## Data provided
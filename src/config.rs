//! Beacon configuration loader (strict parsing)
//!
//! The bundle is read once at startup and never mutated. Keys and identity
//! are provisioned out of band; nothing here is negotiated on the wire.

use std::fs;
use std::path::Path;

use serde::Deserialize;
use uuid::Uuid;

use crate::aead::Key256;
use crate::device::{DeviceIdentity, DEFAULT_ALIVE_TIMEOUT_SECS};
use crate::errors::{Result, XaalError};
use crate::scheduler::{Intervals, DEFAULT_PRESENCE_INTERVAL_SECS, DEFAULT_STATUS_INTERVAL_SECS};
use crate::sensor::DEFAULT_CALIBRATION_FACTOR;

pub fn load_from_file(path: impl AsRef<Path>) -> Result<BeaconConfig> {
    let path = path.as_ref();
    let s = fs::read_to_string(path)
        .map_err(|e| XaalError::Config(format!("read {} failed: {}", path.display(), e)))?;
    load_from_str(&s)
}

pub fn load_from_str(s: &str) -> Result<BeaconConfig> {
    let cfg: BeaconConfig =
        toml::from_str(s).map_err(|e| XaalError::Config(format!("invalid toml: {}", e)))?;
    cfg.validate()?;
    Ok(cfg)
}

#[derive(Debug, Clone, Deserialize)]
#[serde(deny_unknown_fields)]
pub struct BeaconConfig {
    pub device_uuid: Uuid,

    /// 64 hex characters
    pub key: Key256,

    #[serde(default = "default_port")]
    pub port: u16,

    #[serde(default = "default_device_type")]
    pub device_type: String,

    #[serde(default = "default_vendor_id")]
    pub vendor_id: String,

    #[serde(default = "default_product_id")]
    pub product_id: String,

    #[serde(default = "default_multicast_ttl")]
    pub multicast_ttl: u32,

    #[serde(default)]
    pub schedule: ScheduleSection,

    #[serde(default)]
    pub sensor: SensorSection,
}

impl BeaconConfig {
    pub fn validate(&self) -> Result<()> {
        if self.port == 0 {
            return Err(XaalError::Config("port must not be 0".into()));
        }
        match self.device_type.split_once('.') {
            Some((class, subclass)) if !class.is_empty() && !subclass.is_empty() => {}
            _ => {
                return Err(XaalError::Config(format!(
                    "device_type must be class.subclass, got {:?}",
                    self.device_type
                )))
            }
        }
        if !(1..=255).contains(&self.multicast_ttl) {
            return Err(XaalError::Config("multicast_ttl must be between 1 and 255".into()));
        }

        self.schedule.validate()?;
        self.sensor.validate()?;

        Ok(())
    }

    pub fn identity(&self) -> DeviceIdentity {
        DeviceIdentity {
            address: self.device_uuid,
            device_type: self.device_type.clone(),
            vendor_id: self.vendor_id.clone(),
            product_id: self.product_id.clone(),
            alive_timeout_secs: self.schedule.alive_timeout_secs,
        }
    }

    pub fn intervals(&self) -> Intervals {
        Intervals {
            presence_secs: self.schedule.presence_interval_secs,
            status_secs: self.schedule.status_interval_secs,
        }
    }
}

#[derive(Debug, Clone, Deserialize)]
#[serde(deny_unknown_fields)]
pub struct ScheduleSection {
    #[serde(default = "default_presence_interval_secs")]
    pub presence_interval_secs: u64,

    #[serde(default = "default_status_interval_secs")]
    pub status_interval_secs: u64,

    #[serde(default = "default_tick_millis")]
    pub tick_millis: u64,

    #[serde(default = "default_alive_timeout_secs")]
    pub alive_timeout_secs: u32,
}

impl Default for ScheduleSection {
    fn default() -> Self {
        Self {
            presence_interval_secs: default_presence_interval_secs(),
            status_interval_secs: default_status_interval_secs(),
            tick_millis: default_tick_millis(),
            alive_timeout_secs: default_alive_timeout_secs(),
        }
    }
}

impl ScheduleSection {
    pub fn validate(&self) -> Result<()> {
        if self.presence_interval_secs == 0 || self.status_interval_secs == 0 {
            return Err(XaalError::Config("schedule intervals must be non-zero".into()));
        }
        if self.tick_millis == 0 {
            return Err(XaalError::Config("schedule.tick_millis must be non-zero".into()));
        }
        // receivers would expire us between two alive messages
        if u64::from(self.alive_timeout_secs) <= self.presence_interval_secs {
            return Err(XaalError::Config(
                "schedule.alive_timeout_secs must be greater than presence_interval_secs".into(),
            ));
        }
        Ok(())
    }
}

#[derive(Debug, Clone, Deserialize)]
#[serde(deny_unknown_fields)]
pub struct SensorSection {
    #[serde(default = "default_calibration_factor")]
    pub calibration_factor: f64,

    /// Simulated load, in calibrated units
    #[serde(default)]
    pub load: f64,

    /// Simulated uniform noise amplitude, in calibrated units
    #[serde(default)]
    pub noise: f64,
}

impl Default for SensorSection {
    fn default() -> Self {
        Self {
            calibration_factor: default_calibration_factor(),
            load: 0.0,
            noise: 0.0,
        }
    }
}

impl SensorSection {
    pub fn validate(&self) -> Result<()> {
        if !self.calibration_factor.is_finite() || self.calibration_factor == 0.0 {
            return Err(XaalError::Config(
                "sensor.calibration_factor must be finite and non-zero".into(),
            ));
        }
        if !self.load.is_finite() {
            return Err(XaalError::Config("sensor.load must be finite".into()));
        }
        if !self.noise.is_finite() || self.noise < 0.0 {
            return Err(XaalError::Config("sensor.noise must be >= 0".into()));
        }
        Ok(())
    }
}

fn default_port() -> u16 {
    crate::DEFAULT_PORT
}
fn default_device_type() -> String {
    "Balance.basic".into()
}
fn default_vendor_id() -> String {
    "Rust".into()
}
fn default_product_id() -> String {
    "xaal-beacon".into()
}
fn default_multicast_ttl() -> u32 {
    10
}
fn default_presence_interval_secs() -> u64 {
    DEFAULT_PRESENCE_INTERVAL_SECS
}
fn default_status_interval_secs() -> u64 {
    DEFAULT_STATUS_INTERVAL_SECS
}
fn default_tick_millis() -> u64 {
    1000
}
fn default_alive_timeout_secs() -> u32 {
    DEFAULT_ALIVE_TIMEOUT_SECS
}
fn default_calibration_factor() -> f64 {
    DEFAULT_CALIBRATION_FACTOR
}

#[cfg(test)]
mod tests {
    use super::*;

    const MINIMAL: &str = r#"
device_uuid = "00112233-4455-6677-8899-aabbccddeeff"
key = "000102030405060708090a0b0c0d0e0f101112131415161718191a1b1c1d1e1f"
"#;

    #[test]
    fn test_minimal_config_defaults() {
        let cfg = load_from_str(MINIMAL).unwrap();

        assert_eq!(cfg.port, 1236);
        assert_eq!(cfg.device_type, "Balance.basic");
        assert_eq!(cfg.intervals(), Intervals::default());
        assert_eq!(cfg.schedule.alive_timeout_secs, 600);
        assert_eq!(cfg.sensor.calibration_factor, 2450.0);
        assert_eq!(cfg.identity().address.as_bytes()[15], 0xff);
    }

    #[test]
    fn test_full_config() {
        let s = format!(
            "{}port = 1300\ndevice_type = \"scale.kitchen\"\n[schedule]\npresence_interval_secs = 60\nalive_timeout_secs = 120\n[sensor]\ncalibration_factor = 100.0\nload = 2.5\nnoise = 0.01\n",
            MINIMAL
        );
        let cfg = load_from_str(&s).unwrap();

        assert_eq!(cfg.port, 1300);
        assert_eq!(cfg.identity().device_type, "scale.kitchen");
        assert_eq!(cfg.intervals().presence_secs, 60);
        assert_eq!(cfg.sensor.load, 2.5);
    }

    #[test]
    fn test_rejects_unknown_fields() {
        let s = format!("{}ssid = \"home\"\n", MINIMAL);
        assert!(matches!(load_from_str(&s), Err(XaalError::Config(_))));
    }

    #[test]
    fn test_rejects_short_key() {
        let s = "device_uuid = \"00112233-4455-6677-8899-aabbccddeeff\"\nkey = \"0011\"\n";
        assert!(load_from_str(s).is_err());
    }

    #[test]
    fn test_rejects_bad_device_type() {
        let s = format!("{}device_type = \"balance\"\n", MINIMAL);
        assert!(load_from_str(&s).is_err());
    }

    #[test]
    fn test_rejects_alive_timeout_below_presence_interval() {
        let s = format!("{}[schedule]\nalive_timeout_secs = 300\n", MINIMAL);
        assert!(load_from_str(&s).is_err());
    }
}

--

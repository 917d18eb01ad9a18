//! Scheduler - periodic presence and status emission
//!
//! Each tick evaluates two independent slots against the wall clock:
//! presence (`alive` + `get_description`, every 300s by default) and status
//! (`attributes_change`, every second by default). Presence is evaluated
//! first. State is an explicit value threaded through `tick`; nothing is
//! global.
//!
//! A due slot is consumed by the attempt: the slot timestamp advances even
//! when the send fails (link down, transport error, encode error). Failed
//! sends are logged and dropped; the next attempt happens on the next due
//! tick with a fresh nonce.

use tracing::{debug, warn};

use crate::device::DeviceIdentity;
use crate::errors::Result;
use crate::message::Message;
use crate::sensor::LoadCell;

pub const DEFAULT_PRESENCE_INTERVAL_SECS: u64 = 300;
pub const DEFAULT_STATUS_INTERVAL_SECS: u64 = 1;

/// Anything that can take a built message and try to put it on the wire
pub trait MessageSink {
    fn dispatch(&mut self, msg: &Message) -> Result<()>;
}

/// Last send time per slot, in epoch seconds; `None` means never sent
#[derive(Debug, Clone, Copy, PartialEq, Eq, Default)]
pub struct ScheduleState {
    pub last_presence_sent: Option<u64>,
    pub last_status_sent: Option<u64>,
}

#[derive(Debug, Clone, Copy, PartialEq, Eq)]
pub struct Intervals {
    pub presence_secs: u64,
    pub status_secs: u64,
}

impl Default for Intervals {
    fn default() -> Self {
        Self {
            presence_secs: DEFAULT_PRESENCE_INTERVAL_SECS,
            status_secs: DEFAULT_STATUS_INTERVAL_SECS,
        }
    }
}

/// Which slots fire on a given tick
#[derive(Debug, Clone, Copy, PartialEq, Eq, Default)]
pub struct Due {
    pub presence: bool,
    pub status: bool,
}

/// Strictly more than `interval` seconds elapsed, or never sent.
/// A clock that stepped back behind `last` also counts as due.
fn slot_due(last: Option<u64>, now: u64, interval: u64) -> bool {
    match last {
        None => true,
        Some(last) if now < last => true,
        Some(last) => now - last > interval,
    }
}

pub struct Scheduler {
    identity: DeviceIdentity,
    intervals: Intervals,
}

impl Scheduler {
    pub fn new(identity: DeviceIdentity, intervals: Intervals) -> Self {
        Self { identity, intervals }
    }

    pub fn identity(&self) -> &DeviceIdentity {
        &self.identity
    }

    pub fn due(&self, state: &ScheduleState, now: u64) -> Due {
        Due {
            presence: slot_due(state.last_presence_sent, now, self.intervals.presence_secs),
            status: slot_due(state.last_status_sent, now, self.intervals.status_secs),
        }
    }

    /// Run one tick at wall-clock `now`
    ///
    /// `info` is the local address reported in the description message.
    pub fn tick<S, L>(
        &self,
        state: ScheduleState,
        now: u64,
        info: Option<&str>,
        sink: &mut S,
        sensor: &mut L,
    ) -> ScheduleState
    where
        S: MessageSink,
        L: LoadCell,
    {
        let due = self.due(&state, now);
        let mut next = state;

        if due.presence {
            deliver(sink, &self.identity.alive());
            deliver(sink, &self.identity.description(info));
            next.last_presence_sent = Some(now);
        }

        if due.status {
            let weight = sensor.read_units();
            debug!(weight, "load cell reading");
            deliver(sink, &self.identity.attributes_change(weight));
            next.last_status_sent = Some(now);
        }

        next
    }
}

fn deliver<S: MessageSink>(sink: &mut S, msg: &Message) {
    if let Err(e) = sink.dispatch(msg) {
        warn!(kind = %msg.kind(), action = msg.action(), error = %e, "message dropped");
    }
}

---

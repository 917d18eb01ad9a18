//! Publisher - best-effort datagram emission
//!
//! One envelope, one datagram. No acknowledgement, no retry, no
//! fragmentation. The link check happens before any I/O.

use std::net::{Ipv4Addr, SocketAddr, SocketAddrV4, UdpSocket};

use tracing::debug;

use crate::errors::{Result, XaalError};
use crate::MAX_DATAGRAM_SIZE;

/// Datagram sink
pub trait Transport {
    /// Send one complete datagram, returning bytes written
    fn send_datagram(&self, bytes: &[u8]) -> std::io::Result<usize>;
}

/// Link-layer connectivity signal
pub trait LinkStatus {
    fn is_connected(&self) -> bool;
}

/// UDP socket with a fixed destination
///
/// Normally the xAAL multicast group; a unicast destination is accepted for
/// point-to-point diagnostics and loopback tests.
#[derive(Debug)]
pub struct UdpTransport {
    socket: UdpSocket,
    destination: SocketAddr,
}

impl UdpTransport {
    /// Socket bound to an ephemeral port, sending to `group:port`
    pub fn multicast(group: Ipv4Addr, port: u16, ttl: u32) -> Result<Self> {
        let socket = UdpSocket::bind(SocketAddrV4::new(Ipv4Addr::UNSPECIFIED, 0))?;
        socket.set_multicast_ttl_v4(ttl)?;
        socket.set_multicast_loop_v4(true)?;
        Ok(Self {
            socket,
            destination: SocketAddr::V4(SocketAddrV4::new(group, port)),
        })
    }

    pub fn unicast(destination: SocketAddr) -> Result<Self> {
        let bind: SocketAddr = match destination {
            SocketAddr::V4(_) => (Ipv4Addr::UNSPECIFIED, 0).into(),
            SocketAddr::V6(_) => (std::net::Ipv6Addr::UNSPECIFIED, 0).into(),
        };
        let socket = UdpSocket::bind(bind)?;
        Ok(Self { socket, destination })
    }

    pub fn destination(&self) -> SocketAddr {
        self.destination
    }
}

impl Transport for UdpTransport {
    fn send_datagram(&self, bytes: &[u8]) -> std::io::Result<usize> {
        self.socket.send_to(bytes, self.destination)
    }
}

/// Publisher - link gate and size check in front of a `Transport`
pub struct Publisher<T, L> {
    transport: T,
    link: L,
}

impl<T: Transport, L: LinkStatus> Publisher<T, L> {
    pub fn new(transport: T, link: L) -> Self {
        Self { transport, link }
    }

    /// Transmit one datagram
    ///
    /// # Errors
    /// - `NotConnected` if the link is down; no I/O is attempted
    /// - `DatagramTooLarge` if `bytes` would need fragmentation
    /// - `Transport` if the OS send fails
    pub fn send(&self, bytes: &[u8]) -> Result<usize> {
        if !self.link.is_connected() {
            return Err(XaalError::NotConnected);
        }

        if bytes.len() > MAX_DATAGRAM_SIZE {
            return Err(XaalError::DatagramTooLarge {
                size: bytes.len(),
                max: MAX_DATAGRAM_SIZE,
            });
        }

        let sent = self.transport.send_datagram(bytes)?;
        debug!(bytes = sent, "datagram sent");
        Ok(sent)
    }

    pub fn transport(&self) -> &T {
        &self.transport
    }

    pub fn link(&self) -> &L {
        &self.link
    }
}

## About this task
Pick out, from the lines above, every one that contains the string "address".

## Task answer
            address: self.device_uuid,
        assert_eq!(cfg.identity().address.as_bytes()[15], 0xff);
    /// `info` is the local address reported in the description message.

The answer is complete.